One other issue raised by Great Asian, that of lack of consideration for the Deeds
of Assignment, is completely unsubstantiated. The Deeds of Assignment uniformly
provide that the fifteen postdated checks were assigned to Bancasia for valuable
consideration. Moreover, Article 1354 of the Civil Code states that, Although the
cause is not stated in the contract, it is presumed that it exists and is lawful, unless the
debtor proves the contrary. The record is devoid of any showing on the part of Great
Asian rebutting this presumption.
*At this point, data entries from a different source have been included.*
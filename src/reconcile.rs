//! Diff freshly aggregated rows against the rows already stored in the sheet.
//!
//! The sheet stays the source of truth for translators: existing language
//! values are never overwritten. A changed value is parked in a shadow column
//! next to the row and the row is flagged, new keys are appended, and rows
//! whose key disappeared from the locale files are kept untouched.

use std::collections::HashMap;

use serde::{Deserialize, Serialize};
use tracing::debug;

use crate::error::{Result, ToolError};
use crate::model::{AnnotatedRow, RowStatus, TranslationRow};

/// Column positions used when annotating rows.
///
/// Columns are zero-based sheet columns; column 0 holds the key and column
/// `n` holds the language with ordinal `n - 1`.
#[derive(Debug, Clone, Copy, PartialEq, Eq, Serialize, Deserialize)]
#[serde(default)]
pub struct ReconcileLayout {
    /// Number of leading languages compared against the sheet.
    pub checked_languages: usize,
    /// Column receiving the [`RowStatus`] marker.
    pub status_column: usize,
    /// Distance between a language column and its shadow column.
    pub shadow_offset: usize,
}

impl Default for ReconcileLayout {
    fn default() -> Self {
        Self {
            checked_languages: 3,
            status_column: 4,
            shadow_offset: 4,
        }
    }
}

impl ReconcileLayout {
    /// Layout checking the first `checked_languages` languages, with the
    /// status column right after them and the shadow columns after that.
    pub fn checking(checked_languages: usize) -> Self {
        Self {
            checked_languages,
            status_column: checked_languages + 1,
            shadow_offset: checked_languages + 1,
        }
    }

    /// Sheet columns holding the checked language values.
    pub fn checked_columns(&self) -> std::ops::RangeInclusive<usize> {
        1..=self.checked_languages
    }

    pub fn shadow_column(&self, column: usize) -> usize {
        column + self.shadow_offset
    }

    /// True when export writes a status marker or a shadow value into
    /// `column`.
    pub fn is_annotation_column(&self, column: usize) -> bool {
        column == self.status_column
            || self
                .checked_columns()
                .any(|checked| self.shadow_column(checked) == column)
    }

    /// Rejects layouts whose status or shadow cells would land on the key or
    /// on a checked language column.
    pub fn validate(&self) -> Result<()> {
        if self.checked_languages == 0 {
            return Err(ToolError::InvalidConfig(
                "at least one language must be checked".into(),
            ));
        }
        if self.checked_columns().contains(&self.status_column) || self.status_column == 0 {
            return Err(ToolError::InvalidConfig(format!(
                "status column {} overlaps the checked language columns",
                self.status_column
            )));
        }
        if self.shadow_offset < self.checked_languages
            || self
                .checked_columns()
                .any(|column| self.shadow_column(column) == self.status_column)
        {
            return Err(ToolError::InvalidConfig(format!(
                "shadow offset {} collides with the language or status columns",
                self.shadow_offset
            )));
        }
        Ok(())
    }
}

/// Counts of what a reconciliation pass did.
#[derive(Debug, Clone, Copy, Default, PartialEq, Eq)]
pub struct ReconcileSummary {
    pub added: usize,
    pub updated: usize,
    pub need_translation: usize,
    pub unchanged: usize,
}

/// Annotated rows ready to be written back, plus what changed.
#[derive(Debug, Clone, PartialEq, Eq)]
pub struct Reconciliation {
    pub rows: Vec<AnnotatedRow>,
    pub summary: ReconcileSummary,
}

/// Merges `new_rows` into `existing`.
///
/// Matched rows are annotated in place; a row holds a single status cell, so
/// when several checked columns trigger, the last column examined decides the
/// status. Unmatched new rows are appended with status `added`, replaced by
/// `need to translate` when one of their checked values is empty. Existing
/// rows without a counterpart are left as they are. Only the first row with a
/// given key is considered when the sheet holds duplicates.
pub fn reconcile(
    new_rows: &[TranslationRow],
    existing: Vec<AnnotatedRow>,
    layout: &ReconcileLayout,
) -> Reconciliation {
    let mut rows = existing;
    let mut index: HashMap<String, usize> = HashMap::with_capacity(rows.len());
    for (position, row) in rows.iter().enumerate() {
        index.entry(row.key().to_string()).or_insert(position);
    }

    let mut summary = ReconcileSummary::default();
    let mut appended = Vec::new();

    for new_row in new_rows {
        match index.get(new_row.key.as_str()) {
            Some(&position) => {
                let status = annotate_existing(&mut rows[position], new_row, layout);
                record(&mut summary, status);
            }
            None => {
                let row = added_row(new_row, layout);
                record(&mut summary, row.status(layout.status_column));
                appended.push(row);
            }
        }
    }

    debug!(
        existing = rows.len(),
        appended = appended.len(),
        updated = summary.updated,
        need_translation = summary.need_translation,
        "reconciled sheet rows"
    );

    rows.extend(appended);
    Reconciliation { rows, summary }
}

fn annotate_existing(
    row: &mut AnnotatedRow,
    new_row: &TranslationRow,
    layout: &ReconcileLayout,
) -> Option<RowStatus> {
    let mut status = None;
    for column in layout.checked_columns() {
        let incoming = new_row.value(column - 1);
        let current = row.cell(column);
        if current.is_empty() {
            status = Some(RowStatus::NeedToTranslate);
        } else if current != incoming {
            row.set_cell(layout.shadow_column(column), incoming);
            status = Some(RowStatus::Updated);
        }
    }
    if let Some(status) = status {
        row.set_status(layout.status_column, status);
    }
    status
}

fn added_row(new_row: &TranslationRow, layout: &ReconcileLayout) -> AnnotatedRow {
    let mut cells = Vec::with_capacity(layout.status_column + 1);
    cells.push(new_row.key.clone());
    for column in 1..layout.status_column {
        cells.push(new_row.value(column - 1).to_string());
    }

    let mut row = AnnotatedRow::new(cells);
    row.set_status(layout.status_column, RowStatus::Added);
    for column in layout.checked_columns() {
        if row.cell(column).is_empty() {
            row.set_status(layout.status_column, RowStatus::NeedToTranslate);
        }
    }
    row
}

fn record(summary: &mut ReconcileSummary, status: Option<RowStatus>) {
    match status {
        Some(RowStatus::Added) => summary.added += 1,
        Some(RowStatus::Updated) => summary.updated += 1,
        Some(RowStatus::NeedToTranslate) => summary.need_translation += 1,
        None => summary.unchanged += 1,
    }
}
On the other hand, Bancasias Loan Section
Manager, Cynthia Maclan, testified that Bancasia paid Great Asian a consideration at
the discount rate of less than 24% of the face value of the postdated
checks.[21] Moreover, in its verified petition for voluntary insolvency, Great Asian
admitted its debt to Bancasia when it listed Bancasia as one of its creditors, an extrajudicial admission that Bancasia proved when it formally offered in evidence the
verified petition for insolvency.[22]The Insolvency Law requires the petitioner to
submit a schedule of debts that must contain a full and true statement of all his debts
and liabilities.[23] The Insolvency Law even requires the petitioner to state in his
verification that the schedule of debts contains a full, correct and true discovery of all
my debts and liabilities x x x.[24] Great Asian cannot now claim that the listing of
Bancasia as a creditor was not an admission of its debt to Bancasia but merely an
acknowledgment that Bancasia had sent a demand letter to Great Asian.
Great Asian, moreover, claims that the assignment of the checks is not a loan
accommodation but a sale of the checks. With the sale, ownership of the checks
passed to Bancasia, which must now, according to Great Asian, sue the drawers and
indorser of the check who are the parties primarily liable on the checks. Great Asian
forgets that under the Deeds of Assignment, Great Asian expressly undertook to pay
the full value of the checks in case of dishonor. Again, we reiterate that this obligation

of Great Asian is separate and distinct from its warranties as indorser under the
Negotiable Instruments Law.
Great Asian is, however, correct in saying that the assignment of the checks is a
sale, or more properly a discounting, of the checks and not a loan
accommodation. However, it is precisely because the transaction is a sale or a
discounting of receivables, embodied in separate Deeds of Assignment, that the
relevant provisions of the Civil Code are applicable and not the Negotiable
Instruments Law.
At any rate, there is indeed a fine distinction between a discounting line and a loan
accommodation. If the accounts receivable, like postdated checks, are sold for a
consideration less than their face value, the transaction is one of discounting, and is
subject to the provisions of the Financing Company Act. The assignee is immediately
subrogated as creditor of the accounts receivable. However, if the accounts receivable
are merely used as collateral for the loan, the transaction is only a simple loan, and the
lender is not subrogated as creditor until there is a default and the collateral is
foreclosed.
In summary, Great Asians four contracts assigning its fifteen postdated checks to
Bancasia expressly stipulate the suspensive condition that in the event the drawers of
the checks fail to pay, Great Asian itself will pay Bancasia. Since the common
condition in the contracts had transpired, an obligation on the part of Great Asian
arose from the four contracts, and that obligation is to pay Bancasia the full value of
the checks, including the stipulated penalty and attorneys fees.
Third Issue: The liability of surety Tan Chong Lin
Tan Chong Lin, the President of Great Asian, is being sued in his personal
capacity based on the Surety Agreements he signed wherein he solidarily held himself
liable with Great Asian for the payment of its debts to Bancasia. The Surety
Agreements contain the following common condition:
Upon failure of the Principal to pay at maturity, with or without demand, any of the
obligations above mentioned, or in case of the Principals failure promptly to respond
to any other lawful demand made by the Creditor, its successors, administrators or
assigns, both the Principal and the Surety/ies shall be considered in default and the
Surety/ies agree/s to pay jointly and severally to the Creditor all outstanding
obligations of the Principal, whether due or not due, and whether held by the Creditor
as Principal or agent, and it is agreed that a certified statement by the Creditor as to
the amount due from the Principal shall be accepted by the Surety/ies as correct and
final for all legal intents and purposes.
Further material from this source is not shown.